Your job is to return every line in the data holding the string "ProjectDirs".
BEGIN Data supplied
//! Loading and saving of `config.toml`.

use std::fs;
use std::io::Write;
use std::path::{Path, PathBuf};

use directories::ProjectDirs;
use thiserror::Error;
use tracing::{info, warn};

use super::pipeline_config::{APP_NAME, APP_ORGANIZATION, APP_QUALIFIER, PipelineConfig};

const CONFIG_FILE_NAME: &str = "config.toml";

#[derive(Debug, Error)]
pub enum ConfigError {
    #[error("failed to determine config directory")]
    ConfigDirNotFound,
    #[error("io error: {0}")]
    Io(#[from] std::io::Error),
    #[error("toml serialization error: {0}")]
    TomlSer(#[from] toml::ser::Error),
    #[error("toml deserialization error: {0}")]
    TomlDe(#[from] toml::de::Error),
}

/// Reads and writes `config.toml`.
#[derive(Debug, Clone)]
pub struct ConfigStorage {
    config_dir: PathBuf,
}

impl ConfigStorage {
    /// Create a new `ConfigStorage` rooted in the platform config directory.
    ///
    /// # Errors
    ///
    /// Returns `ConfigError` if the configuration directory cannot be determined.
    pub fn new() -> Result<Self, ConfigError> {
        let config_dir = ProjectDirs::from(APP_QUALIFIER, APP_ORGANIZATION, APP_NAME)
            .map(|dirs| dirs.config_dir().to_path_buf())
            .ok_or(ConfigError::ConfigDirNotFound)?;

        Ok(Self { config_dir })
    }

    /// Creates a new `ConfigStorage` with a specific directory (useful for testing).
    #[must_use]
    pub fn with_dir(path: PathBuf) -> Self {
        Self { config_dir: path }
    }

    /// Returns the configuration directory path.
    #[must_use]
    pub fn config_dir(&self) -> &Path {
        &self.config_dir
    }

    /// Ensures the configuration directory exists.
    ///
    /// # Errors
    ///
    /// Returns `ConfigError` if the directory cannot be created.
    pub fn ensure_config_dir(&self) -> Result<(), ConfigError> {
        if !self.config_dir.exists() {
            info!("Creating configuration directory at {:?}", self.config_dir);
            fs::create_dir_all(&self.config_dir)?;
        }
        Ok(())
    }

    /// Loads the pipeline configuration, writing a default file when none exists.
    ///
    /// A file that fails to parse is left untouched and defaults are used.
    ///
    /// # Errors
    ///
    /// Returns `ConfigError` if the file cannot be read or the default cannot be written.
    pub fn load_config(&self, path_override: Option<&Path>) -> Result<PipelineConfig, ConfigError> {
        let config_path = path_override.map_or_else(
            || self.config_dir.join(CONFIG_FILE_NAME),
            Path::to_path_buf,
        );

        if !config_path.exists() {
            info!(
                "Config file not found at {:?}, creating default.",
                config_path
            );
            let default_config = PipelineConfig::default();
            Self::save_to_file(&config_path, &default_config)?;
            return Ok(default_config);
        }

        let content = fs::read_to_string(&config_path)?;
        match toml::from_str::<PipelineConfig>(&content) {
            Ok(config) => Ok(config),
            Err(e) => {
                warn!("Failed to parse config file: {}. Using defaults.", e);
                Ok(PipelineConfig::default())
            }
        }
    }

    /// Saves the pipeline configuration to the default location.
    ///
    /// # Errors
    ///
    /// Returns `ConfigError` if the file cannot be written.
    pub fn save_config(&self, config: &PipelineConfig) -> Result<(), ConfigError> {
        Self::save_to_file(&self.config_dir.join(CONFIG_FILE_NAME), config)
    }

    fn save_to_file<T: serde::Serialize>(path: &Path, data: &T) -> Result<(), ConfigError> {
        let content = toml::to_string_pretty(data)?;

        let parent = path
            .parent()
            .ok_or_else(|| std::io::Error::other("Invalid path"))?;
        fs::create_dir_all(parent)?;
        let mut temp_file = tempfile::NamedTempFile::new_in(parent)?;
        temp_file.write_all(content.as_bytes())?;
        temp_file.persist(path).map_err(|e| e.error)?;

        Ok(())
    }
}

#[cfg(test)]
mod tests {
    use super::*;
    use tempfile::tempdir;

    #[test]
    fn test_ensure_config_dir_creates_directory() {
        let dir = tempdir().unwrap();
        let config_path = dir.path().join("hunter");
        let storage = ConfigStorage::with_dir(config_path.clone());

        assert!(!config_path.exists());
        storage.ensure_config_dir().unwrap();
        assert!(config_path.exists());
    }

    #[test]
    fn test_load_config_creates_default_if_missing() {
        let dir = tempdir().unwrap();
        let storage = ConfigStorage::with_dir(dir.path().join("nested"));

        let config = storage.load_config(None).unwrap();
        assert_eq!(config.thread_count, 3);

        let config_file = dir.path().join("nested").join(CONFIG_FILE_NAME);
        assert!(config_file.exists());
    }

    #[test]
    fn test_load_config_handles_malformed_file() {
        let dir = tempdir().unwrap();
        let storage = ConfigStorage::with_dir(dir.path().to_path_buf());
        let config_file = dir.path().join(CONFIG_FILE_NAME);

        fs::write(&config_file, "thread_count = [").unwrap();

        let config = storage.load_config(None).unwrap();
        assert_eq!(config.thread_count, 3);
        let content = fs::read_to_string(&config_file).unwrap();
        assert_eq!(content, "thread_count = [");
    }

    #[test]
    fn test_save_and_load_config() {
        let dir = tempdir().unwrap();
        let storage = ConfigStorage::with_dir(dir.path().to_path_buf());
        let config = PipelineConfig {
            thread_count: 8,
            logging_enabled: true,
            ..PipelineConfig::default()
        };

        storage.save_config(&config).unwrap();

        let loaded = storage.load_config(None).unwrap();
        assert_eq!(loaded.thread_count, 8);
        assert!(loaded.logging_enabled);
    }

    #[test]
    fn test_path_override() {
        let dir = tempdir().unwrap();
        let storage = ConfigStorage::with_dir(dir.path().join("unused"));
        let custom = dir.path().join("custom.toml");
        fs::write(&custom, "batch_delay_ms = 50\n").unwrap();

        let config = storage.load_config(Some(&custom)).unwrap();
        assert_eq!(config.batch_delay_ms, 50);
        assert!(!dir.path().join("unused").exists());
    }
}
END Data supplied
BEGIN Data supplied
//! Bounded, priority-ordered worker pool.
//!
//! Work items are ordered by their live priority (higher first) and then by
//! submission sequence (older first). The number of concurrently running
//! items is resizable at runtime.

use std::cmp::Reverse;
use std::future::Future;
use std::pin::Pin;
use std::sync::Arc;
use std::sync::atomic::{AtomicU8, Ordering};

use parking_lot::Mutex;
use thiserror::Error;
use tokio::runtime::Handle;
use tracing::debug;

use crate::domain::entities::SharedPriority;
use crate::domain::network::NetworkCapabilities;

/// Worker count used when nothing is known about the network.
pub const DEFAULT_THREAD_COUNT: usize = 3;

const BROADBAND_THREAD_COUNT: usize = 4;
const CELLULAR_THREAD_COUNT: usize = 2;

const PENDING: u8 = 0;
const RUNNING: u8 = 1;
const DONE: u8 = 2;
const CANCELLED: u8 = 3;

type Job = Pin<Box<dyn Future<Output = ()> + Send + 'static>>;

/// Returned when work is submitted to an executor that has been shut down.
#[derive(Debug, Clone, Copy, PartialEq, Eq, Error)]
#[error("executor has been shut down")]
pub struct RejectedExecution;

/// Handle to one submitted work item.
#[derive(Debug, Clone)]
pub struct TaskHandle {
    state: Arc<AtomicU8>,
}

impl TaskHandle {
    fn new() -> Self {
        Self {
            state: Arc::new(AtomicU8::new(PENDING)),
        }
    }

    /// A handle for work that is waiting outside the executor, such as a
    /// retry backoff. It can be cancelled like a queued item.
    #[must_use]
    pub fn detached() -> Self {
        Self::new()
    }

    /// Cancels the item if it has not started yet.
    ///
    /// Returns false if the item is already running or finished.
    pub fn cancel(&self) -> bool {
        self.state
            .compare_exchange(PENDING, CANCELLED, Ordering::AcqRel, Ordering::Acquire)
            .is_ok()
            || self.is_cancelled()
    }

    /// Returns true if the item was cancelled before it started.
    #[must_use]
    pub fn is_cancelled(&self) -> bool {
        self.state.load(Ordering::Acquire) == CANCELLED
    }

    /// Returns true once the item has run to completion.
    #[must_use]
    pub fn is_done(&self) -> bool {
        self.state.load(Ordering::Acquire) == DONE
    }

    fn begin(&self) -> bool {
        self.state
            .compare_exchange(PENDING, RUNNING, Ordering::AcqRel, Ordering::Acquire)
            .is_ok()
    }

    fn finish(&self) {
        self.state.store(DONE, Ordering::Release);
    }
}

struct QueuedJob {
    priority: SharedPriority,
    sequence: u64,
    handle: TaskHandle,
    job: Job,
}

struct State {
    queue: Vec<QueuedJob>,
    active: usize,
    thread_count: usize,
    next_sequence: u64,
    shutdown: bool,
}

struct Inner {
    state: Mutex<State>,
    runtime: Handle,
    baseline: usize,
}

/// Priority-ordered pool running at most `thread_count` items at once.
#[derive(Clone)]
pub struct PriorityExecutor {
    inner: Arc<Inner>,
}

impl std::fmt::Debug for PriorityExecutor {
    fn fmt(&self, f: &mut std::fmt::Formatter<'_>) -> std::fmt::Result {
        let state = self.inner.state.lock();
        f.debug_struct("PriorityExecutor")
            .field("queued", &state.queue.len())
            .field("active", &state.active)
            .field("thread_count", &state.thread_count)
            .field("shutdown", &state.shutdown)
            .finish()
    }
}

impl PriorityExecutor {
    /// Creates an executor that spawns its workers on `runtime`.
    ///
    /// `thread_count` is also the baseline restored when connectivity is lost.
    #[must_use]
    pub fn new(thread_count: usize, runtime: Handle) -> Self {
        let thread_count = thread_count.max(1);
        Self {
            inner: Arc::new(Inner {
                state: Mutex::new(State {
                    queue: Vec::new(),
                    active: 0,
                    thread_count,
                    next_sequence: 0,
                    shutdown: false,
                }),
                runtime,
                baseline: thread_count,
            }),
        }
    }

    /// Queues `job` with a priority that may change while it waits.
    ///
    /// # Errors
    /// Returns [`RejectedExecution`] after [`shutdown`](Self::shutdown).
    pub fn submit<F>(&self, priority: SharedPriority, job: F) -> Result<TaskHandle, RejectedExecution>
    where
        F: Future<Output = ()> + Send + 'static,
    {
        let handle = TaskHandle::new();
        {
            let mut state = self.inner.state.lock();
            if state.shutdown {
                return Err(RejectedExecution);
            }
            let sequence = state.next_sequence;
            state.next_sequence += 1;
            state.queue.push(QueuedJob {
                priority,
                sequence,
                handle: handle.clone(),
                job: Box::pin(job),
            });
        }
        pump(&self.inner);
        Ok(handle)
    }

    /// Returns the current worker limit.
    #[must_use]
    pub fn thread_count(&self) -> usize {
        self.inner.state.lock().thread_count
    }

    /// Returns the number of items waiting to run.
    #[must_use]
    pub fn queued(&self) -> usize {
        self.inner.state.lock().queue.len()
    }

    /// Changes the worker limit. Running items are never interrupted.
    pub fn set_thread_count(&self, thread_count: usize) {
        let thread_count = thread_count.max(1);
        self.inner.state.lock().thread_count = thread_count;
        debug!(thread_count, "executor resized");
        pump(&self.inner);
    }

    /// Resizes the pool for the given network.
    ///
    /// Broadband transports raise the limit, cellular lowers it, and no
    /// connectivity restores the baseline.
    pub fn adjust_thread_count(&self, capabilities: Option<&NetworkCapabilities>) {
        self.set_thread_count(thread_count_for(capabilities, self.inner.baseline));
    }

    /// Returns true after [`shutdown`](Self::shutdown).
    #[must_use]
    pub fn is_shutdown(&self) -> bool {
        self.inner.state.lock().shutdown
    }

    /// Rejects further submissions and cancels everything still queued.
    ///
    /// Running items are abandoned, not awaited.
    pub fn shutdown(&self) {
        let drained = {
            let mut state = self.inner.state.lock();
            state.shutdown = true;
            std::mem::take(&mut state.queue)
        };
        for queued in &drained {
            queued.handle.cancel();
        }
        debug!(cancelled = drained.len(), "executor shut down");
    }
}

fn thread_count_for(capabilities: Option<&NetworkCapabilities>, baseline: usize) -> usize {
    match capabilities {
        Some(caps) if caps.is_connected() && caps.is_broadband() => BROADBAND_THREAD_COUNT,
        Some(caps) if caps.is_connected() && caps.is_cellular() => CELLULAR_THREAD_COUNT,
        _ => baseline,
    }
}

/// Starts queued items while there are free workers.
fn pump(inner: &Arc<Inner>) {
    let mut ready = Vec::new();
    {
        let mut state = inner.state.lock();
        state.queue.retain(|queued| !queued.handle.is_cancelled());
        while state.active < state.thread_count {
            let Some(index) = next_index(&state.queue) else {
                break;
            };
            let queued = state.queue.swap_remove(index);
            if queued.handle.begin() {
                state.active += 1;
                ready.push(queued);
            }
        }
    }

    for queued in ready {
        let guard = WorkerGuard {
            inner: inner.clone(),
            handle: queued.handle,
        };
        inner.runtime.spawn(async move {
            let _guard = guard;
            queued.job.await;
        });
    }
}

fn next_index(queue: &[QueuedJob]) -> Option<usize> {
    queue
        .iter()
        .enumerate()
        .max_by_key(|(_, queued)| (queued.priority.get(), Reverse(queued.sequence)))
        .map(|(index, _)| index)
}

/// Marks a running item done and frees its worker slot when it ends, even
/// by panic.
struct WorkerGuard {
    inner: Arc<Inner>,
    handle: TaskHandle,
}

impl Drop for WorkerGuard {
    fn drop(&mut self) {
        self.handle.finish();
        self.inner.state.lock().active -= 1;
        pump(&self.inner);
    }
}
END Data supplied
BEGIN Data supplied
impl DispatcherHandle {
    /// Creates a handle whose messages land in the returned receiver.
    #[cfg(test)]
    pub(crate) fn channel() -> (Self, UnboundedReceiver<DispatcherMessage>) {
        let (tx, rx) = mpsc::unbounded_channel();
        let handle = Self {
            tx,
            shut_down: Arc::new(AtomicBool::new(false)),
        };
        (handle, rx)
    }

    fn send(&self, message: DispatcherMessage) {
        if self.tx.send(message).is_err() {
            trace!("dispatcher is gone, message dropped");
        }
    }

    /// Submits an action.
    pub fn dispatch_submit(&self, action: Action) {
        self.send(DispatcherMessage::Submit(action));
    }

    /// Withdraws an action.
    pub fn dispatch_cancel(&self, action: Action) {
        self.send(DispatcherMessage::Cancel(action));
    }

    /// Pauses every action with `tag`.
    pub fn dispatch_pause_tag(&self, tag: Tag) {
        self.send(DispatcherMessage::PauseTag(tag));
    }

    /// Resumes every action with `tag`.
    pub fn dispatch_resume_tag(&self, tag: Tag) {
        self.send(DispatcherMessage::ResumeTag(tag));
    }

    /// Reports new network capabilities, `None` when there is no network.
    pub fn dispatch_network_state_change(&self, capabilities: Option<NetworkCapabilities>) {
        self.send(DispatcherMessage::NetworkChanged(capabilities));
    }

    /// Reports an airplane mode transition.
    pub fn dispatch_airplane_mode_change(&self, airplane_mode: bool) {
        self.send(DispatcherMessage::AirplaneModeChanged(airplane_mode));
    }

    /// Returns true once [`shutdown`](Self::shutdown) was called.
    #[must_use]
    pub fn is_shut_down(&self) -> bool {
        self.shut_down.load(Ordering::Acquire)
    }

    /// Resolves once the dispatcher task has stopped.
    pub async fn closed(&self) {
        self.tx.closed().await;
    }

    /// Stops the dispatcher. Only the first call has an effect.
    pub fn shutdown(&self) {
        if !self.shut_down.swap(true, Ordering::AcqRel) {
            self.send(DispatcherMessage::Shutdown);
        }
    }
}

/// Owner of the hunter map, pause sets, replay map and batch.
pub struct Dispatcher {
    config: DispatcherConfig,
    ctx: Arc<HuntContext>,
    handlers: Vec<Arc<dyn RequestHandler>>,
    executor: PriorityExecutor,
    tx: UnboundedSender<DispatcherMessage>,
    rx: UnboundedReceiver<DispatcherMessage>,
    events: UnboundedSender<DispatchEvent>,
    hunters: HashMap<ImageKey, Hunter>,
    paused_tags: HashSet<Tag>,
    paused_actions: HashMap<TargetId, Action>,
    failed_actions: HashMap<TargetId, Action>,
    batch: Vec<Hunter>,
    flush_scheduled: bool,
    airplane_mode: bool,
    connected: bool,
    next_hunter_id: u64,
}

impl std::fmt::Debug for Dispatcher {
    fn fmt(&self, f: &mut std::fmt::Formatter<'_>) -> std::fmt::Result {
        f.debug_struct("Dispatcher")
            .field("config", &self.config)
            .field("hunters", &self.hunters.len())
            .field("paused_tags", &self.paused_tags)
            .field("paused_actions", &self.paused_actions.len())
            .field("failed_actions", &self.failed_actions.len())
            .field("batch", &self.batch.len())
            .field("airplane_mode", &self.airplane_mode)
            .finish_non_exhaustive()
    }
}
END Data supplied
■ Exercise solution
use directories::ProjectDirs;
        let config_dir = ProjectDirs::from(APP_QUALIFIER, APP_ORGANIZATION, APP_NAME)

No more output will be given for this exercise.